To a large extent, of course, this is what the acknowledged masters of martial arts cinema do now: They circle the globe working as “wired guns,” helping clueless Westerners to fake the look of a slam-bang Asian martial arts picture. They draw upon the specialized experience of several decades in order to make people who can’t fight look as if they can. The irony is that this approach is now increasingly necessary even in Hong Kong, on productions like “So Close.”

Like most of the younger breed of Hong Kong film stars, not one of this film’s extremely photogenic actresses had any martial arts training. Not too many people, it seems, are willing to subject themselves (or their children) to the quasi-military training required to mold a child into a Jackie Chan or a Michelle Yeoh.

As Chan observed in a recent interview, “You couldn’t open a school like [The China Drama Academy] now. Someone would sue you.” It’s no wonder Jackie Chan announced plans last year to open a “movie martial arts” school in Hong Kong, offering instruction not only in classic fighting techniques but in specialized areas such as stunt choreography and “Crouching Tiger”-style wire work, a notion that Cory Yuen strongly endorses.

“Training is the key,” he says, “but most people don’t want to work that hard anymore.”

One of the few places where the necessary work ethic survives, apparently, is in mainland China, where the government-sponsored, noncombat form of acrobatic martial arts known as wushu still attracts many aspirants, youngsters looking to become the next Jet Li, the wushu system’s most famous graduate. Nowadays, Yuen says, most actual training occurs on the job, when aspirants join the “stunt team” of an established master, and Yuen now recruits most of his apprentices from the mainland.

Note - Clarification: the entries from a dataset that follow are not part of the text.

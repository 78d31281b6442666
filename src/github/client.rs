//! Minimal GitHub API client for the endpoints the analyzer needs.

use crate::Result;
use crate::github::models::{Contribution, Release, Repository};
use crate::github::pagination::{self, Page};
use ohno::{IntoAppError, bail};
use reqwest::StatusCode;
use reqwest::header::{ACCEPT, AUTHORIZATION, HeaderMap, HeaderValue, LINK};
use serde::de::DeserializeOwned;

const LOG_TARGET: &str = "    github";

/// Default GitHub REST API endpoint.
pub const DEFAULT_BASE_URL: &str = "https://api.github.com";

const ACCEPT_VALUE: &str = "application/vnd.github.v3+json";

/// Classification of a GitHub API response.
///
/// `NotFound` is kept distinct from `Failed` so callers can decide whether a
/// 404 means "resource genuinely absent" or "request failed".
#[derive(Debug)]
enum ApiOutcome {
    /// Request succeeded
    Success(reqwest::Response),

    /// The requested resource was not found (404)
    NotFound,

    /// Request failed with a non-success status
    Failed(ohno::AppError),
}

/// GitHub API client.
#[derive(Debug, Clone)]
pub struct GitHubClient {
    client: reqwest::Client,
    base_url: String,
}

impl GitHubClient {
    /// Create a new GitHub API client with an optional authentication token and base URL.
    ///
    /// The base URL override exists for talking to mock servers and GitHub-compatible
    /// API endpoints.
    pub fn new(token: Option<&str>, base_url: impl Into<String>) -> Result<Self> {
        let mut headers = HeaderMap::new();
        let _ = headers.insert(ACCEPT, HeaderValue::from_static(ACCEPT_VALUE));

        if let Some(t) = token {
            let mut auth_val = HeaderValue::from_str(&format!("Bearer {t}"))?;
            auth_val.set_sensitive(true);
            let _ = headers.insert(AUTHORIZATION, auth_val);
        }

        Ok(Self {
            client: reqwest::Client::builder().user_agent("org-scan").default_headers(headers).build()?,
            base_url: base_url.into(),
        })
    }

    /// Get the base URL for this client.
    #[must_use]
    pub fn base_url(&self) -> &str {
        &self.base_url
    }

    /// Fetch one page of the repositories of an organization.
    pub async fn repositories_page(&self, organization: &str, page: u32) -> Result<Page<Repository>> {
        let url = format!("{}/orgs/{organization}/repos?page={page}", self.base_url);
        self.get_page(&url).await
    }

    /// Fetch one page of the contributors of a repository.
    pub async fn contributors_page(&self, organization: &str, repository: &str, page: u32) -> Result<Page<Contribution>> {
        let url = format!("{}/repos/{organization}/{repository}/contributors?page={page}", self.base_url);
        self.get_page(&url).await
    }

    /// Fetch the latest release of a repository.
    ///
    /// A 404 response means the repository has no release and maps to `Ok(None)`
    /// rather than an error.
    pub async fn latest_release(&self, organization: &str, repository: &str) -> Result<Option<Release>> {
        let url = format!("{}/repos/{organization}/{repository}/releases/latest", self.base_url);

        match self.api_call(&url).await? {
            ApiOutcome::Success(response) => {
                let release = response
                    .json()
                    .await
                    .into_app_err_with(|| format!("malformed release JSON in response from '{url}'"))?;
                Ok(Some(release))
            }
            ApiOutcome::NotFound => {
                log::debug!(target: LOG_TARGET, "No release found for '{organization}/{repository}'");
                Ok(None)
            }
            ApiOutcome::Failed(e) => Err(e),
        }
    }

    /// Fetch a single page of a list endpoint, extracting the next page number
    /// from the `Link` response header.
    async fn get_page<T: DeserializeOwned>(&self, url: &str) -> Result<Page<T>> {
        let response = match self.api_call(url).await? {
            ApiOutcome::Success(response) => response,
            ApiOutcome::NotFound => bail!("GitHub API request failed with status code 404 for '{url}'"),
            ApiOutcome::Failed(e) => return Err(e),
        };

        let next = response
            .headers()
            .get(LINK)
            .and_then(|header| header.to_str().ok())
            .and_then(pagination::next_page_number);

        let bytes = response
            .bytes()
            .await
            .into_app_err_with(|| format!("could not read response body from '{url}'"))?;

        // A success response with an empty body is a page with zero items
        let items = if bytes.is_empty() {
            Vec::new()
        } else {
            serde_json::from_slice(&bytes).into_app_err_with(|| format!("malformed JSON in response from '{url}'"))?
        };

        Ok(Page { items, next })
    }

    /// Issue a GET request and classify the response.
    async fn api_call(&self, url: &str) -> Result<ApiOutcome> {
        log::debug!(target: LOG_TARGET, "Issuing GitHub API request to '{url}'");

        let response = self
            .client
            .get(url)
            .send()
            .await
            .into_app_err_with(|| format!("could not reach '{url}'"))?;

        let status = response.status();
        if status.is_success() {
            Ok(ApiOutcome::Success(response))
        } else if status == StatusCode::NOT_FOUND {
            Ok(ApiOutcome::NotFound)
        } else {
            Ok(ApiOutcome::Failed(ohno::app_err!(
                "GitHub API request failed with status code {status} for '{url}'"
            )))
        }
    }
}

Luckily, at least for Cory Yuen, action isn’t the whole story. “I believe that the action should always be secondary to the story,” he says. “In ‘Crouching Tiger, Hidden Dragon,’ the fighting grows out of what is happening between the characters. And in my film ‘My Father Is a Hero’ [a.k.a. ‘The Enforcer,’ 1995], the main thing is the relationship between the father, played by Jet Li, and the young boy. The fighting is a side dish. It is an accent or an enhancement. The main dish is something else.”